**TASK BRIEF:**
What you return must be every line from the beginning of the data through the line holding "mod websocket;", unchanged.

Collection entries
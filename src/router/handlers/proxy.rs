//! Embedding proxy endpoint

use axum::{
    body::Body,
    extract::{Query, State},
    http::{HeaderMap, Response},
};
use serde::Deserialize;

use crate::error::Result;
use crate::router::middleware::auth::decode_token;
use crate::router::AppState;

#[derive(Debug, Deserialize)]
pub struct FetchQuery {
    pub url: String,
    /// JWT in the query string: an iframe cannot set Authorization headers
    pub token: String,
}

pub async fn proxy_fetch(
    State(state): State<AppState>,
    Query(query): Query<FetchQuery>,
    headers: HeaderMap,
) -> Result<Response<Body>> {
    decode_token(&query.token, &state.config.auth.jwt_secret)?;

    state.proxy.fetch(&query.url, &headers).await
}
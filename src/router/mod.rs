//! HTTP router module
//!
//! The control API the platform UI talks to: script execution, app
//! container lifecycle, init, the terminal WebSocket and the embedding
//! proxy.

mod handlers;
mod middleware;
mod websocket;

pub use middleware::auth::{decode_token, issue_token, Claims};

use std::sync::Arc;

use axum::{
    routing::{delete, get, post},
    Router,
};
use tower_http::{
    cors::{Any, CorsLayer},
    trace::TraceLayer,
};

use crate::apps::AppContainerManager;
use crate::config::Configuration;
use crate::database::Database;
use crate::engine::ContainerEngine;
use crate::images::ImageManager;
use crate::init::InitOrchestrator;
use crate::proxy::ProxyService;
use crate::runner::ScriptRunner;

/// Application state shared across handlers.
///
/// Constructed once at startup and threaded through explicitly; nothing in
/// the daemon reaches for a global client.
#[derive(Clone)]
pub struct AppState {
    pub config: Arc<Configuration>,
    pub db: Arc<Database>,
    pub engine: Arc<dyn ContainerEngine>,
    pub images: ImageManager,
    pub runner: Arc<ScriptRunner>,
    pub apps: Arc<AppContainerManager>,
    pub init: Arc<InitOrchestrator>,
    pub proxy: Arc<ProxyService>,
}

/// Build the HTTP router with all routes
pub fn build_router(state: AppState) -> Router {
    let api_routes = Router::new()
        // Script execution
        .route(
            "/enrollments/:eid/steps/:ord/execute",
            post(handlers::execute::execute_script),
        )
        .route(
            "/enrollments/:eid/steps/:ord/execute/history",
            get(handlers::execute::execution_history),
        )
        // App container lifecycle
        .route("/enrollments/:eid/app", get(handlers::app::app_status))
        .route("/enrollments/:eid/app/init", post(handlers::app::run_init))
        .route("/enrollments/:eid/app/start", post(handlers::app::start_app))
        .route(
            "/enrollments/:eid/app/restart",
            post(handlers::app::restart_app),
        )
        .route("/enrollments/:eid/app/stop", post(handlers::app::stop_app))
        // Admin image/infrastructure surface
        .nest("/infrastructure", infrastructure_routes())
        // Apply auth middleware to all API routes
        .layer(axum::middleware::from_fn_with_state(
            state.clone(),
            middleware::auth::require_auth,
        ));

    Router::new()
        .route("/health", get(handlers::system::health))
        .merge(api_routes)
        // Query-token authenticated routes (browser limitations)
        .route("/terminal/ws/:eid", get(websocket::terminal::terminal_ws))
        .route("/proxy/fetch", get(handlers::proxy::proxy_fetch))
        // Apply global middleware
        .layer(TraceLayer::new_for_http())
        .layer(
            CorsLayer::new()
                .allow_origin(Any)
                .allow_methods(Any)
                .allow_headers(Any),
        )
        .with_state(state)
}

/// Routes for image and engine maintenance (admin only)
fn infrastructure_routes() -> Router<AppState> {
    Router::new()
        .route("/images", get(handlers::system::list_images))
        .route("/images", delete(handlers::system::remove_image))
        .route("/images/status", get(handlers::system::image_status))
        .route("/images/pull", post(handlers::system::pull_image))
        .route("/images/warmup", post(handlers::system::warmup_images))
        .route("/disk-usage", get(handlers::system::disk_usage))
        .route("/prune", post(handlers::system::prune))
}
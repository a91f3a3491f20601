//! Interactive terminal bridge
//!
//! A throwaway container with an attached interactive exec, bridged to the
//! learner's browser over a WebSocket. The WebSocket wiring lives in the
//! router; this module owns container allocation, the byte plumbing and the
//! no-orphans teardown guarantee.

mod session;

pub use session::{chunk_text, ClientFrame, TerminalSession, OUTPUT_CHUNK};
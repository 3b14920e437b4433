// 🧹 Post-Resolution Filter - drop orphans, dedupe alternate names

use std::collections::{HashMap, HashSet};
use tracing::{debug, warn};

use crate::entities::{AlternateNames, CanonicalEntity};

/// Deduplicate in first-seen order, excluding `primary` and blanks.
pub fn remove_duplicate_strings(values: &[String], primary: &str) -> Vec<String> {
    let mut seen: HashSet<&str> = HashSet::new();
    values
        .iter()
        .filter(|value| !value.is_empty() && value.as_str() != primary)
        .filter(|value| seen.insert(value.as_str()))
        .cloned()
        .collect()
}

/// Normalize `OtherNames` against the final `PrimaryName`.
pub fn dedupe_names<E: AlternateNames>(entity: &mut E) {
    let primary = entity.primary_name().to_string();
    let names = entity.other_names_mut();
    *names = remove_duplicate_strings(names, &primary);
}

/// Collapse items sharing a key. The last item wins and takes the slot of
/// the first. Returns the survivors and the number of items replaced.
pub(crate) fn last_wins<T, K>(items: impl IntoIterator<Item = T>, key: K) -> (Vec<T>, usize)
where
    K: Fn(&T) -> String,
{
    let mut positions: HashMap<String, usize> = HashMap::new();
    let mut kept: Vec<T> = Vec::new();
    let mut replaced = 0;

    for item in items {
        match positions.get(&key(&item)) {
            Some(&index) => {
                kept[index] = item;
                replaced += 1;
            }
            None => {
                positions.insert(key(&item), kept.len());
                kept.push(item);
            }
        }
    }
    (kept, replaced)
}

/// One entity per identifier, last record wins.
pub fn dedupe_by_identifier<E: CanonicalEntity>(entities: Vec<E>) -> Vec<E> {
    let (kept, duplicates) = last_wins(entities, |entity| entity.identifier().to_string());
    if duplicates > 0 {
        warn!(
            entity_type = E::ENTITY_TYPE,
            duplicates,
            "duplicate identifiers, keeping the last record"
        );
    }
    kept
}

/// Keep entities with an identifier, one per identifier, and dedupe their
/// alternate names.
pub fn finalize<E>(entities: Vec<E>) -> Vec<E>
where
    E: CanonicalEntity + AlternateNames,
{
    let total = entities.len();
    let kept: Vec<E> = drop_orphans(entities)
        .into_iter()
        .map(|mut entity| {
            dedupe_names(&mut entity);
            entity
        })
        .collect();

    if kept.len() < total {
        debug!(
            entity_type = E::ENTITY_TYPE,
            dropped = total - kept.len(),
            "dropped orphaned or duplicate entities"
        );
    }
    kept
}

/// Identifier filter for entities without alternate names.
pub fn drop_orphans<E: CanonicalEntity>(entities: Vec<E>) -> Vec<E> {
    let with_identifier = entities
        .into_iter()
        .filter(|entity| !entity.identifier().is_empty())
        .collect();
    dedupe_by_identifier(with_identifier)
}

**RESULT FOR THIS TASK:**
filename src/router/handlers/proxy.rs
//! Embedding proxy endpoint

use axum::{
    body::Body,
    extract::{Query, State},
    http::{HeaderMap, Response},
};
use serde::Deserialize;

use crate::error::Result;
use crate::router::middleware::auth::decode_token;
use crate::router::AppState;

#[derive(Debug, Deserialize)]
pub struct FetchQuery {
    pub url: String,
    /// JWT in the query string: an iframe cannot set Authorization headers
    pub token: String,
}

pub async fn proxy_fetch(
    State(state): State<AppState>,
    Query(query): Query<FetchQuery>,
    headers: HeaderMap,
) -> Result<Response<Body>> {
    decode_token(&query.token, &state.config.auth.jwt_secret)?;

    state.proxy.fetch(&query.url, &headers).await
}
filename src/router/mod.rs
//! HTTP router module
//!
//! The control API the platform UI talks to: script execution, app
//! container lifecycle, init, the terminal WebSocket and the embedding
//! proxy.

mod handlers;
mod middleware;
mod websocket;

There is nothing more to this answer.